Bitcoin Demand Plummets by 652,000 BTC in a Single Week
Despite the recent bounce, Moreno warns that the overall demand environment for Bitcoin is “extremely pessimistic.” He suggests investors may need to endure a prolonged period before a definitive bear market bottom is confirmed or a sustained bullish counter-offensive can materialize.
Data reveals a staggering decline in Bitcoin’s total demand last week, plummeting by 652,000 BTC when combining both perpetual futures and spot market activity. This marks the largest weekly contraction since January 2022. Moreno attributes this sharp drop to Bitcoin’s breach of the $60,000 psychological barrier, which triggered a severe slump in both futures and spot buying. This, in turn, led to a cascade of long liquidations and exacerbated panic selling in the spot market.
Even the confidence of long-term holders appears to be wavering. Over the past year, Bitcoin’s “Apparent Demand” growth rate has turned negative, falling below its moving average at the fastest pace since February 2024. This trend indicates a shrinking pool of buyers compared to a year ago, signaling that the market is losing the crucial “demand foundation required to support a price rebound.”
Furthermore, a significant engine that propelled Bitcoin to new highs last year is now showing a marked slowdown. The report highlights that over the past 30 days, ETF demand growth has plummeted to “negative 74,000 Bitcoin,” marking the most dismal record since the approval of U.S. spot Bitcoin ETFs in January 2024.
Moreno explains that spot Bitcoin ETFs are not only failing to absorb market selling pressure but are actively contributing to an increased supply of market tokens as investors rush to “de-risk” and reduce their exposure.
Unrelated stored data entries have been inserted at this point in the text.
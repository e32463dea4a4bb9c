//! Error types for building and dispatching entry points.
//!
//! Two taxonomies are kept apart. [`SetupError`] covers everything that can
//! go wrong while an entry point is being built: the declaration does not
//! fit the function it wraps. [`DispatchError`] covers the call-time checks
//! that can only fail if a parser adapter broke its contract.

use thiserror::Error;

/// Result type for build-time operations
pub type SetupResult<T> = Result<T, SetupError>;

/// Errors raised while classifying a signature, merging specs or building
/// the parser. All of them mean the declaration is inconsistent with the
/// function and should abort start-up.
#[derive(Debug, Error)]
pub enum SetupError {
    /// A parameter kind the dispatcher cannot feed from parsed values
    #[error("`{kind}` parameter `{name}` in function signature not allowed")]
    InvalidParameterKind {
        /// Parameter name
        name: String,
        /// Declared kind
        kind: String,
    },

    /// The signature itself is malformed (ordering, duplicates, defaults)
    #[error("invalid signature: {0}")]
    InvalidSignature(String),

    /// A parameter spec is neither a help string nor an options mapping,
    /// or carries an unknown or malformed option
    #[error("spec for parameter `{name}` is invalid: {message}")]
    InvalidSpec {
        /// Declared spec key
        name: String,
        /// What is wrong with it
        message: String,
    },

    /// The parser was told to feed a parameter that does not exist and
    /// there is no variadic keyword parameter to absorb it
    #[error(
        "decorator attempts to feed data to `{name}` which is not a parameter \
         of the function and there is no variadic keyword parameter"
    )]
    UnknownParameter {
        /// Bound name that could not be routed
        name: String,
    },

    /// Required parameters that no parsed value will ever supply
    #[error(
        "positional parameters {positions:?} and/or keyword-only parameters {keywords:?} \
         have neither a default value nor a way to be supplied by the decorator"
    )]
    Unsupplied {
        /// Indices of unsupplied plain parameters
        positions: Vec<usize>,
        /// Names of unsupplied keyword-only parameters
        keywords: Vec<String>,
    },

    /// Two command-line elements would collide in the parser
    #[error("conflicting command-line element: {0}")]
    Conflict(String),

    /// A configuration key the chosen parser adapter does not accept
    #[error("unknown parser configuration key `{0}`")]
    UnknownConfigKey(String),

    /// Declarations file errors
    #[error("Configuration error: {0}")]
    ConfigError(String),
}

impl SetupError {
    /// Create an invalid-signature error
    pub fn signature<S: Into<String>>(msg: S) -> Self {
        Self::InvalidSignature(msg.into())
    }

    /// Create an invalid-spec error for the given spec key
    pub fn spec(name: impl Into<String>, message: impl Into<String>) -> Self {
        Self::InvalidSpec {
            name: name.into(),
            message: message.into(),
        }
    }

    /// Create a conflict error
    pub fn conflict<S: Into<String>>(msg: S) -> Self {
        Self::Conflict(msg.into())
    }

    /// Create a declarations-file error
    pub fn config<S: Into<String>>(msg: S) -> Self {
        Self::ConfigError(msg.into())
    }
}

/// Call-time failures of the dispatch contract. These never come from user
/// input: they mean the parser handed back a mapping that does not match
/// what was guaranteed at build time.
#[derive(Debug, Error, PartialEq)]
pub enum DispatchError {
    /// A slot was bound to a key the parsed mapping does not contain
    #[error("decorator failed to provide value for `{0}` arg")]
    MissingValue(String),

    /// The variadic positional slot did not resolve to a sequence
    #[error("value for variadic positional parameter from `{0}` is not a sequence")]
    NotASequence(String),
}

#[cfg(test)]
mod tests {
    use super::*;

    #[test]
    fn test_unknown_parameter_message() {
        let error = SetupError::UnknownParameter {
            name: "ghost".to_string(),
        };
        let message = error.to_string();
        assert!(message.contains("`ghost`"));
        assert!(message.contains("no variadic keyword parameter"));
    }

    #[test]
    fn test_unsupplied_lists_both_kinds() {
        let error = SetupError::Unsupplied {
            positions: vec![0, 2],
            keywords: vec!["x".to_string()],
        };
        let message = error.to_string();
        assert!(message.contains("[0, 2]"));
        assert!(message.contains("\"x\""));
    }

    #[test]
    fn test_helpers() {
        assert!(matches!(
            SetupError::spec("foo", "bad"),
            SetupError::InvalidSpec { .. }
        ));
        assert!(SetupError::config("broken file")
            .to_string()
            .starts_with("Configuration error"));
        assert!(SetupError::conflict("-s").to_string().contains("-s"));
    }

    #[test]
    fn test_dispatch_error_display() {
        let error = DispatchError::NotASequence("args".to_string());
        assert!(error.to_string().contains("`args`"));
    }

    #[test]
    fn test_error_is_send_sync() {
        fn assert_send_sync<T: Send + Sync>() {}
        assert_send_sync::<SetupError>();
        assert_send_sync::<DispatchError>();
    }
}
The Absence of “Capitulation Selling”
Another critical factor preventing analysts from prematurely calling a bottom is the conspicuous absence of typical “capitulation selling” in the Bitcoin market.
Over the past 30 days, Bitcoin investors have realized approximately 187,000 BTC in losses. This figure pales in comparison to the 400,000 BTC in realized losses when the price first dipped below $60,000 earlier this year, and a staggering 1.2 million BTC during the FTX collapse in November 2022.
“The force of loss-taking selling has not yet reached extreme levels,” Moreno wrote. “This implies that at the $59,000 price point, a significant portion of holders remain in profit, and their psychological threshold hasn’t been breached to the extent that would necessitate panic selling.”
Historically, significant Bitcoin bottoms have consistently followed periods of extensive selling and the eventual exhaustion of sellers. Moreno believes that the current market still holds a considerable amount of “loss-making supply” that needs to be flushed out. This suggests the market may need to absorb further selling pressure before a truly durable bullish recovery can commence.
Price-wise, we might not be far from the bottom; but for the overall situation to reverse and return to a bull market, we must see substantial buying strongly return, and current data doesn’t show that.
Julio Moreno concludes that until overall demand stabilizes, ETF funds resume their inflow, and panic-induced selling reaches its peak, investors should consider $53,600 as a “potential valuation bottom zone” rather than an absolute low point signaling the definitive end of the bear market.
Disclaimer: This article is for market information purposes only. All content and opinions are for reference only and do not constitute investment advice. They do not represent the views or positions of the publisher. Investors should make their own decisions and trades. The author and publisher will not bear any responsibility for direct or indirect losses incurred by investors’ trading activities.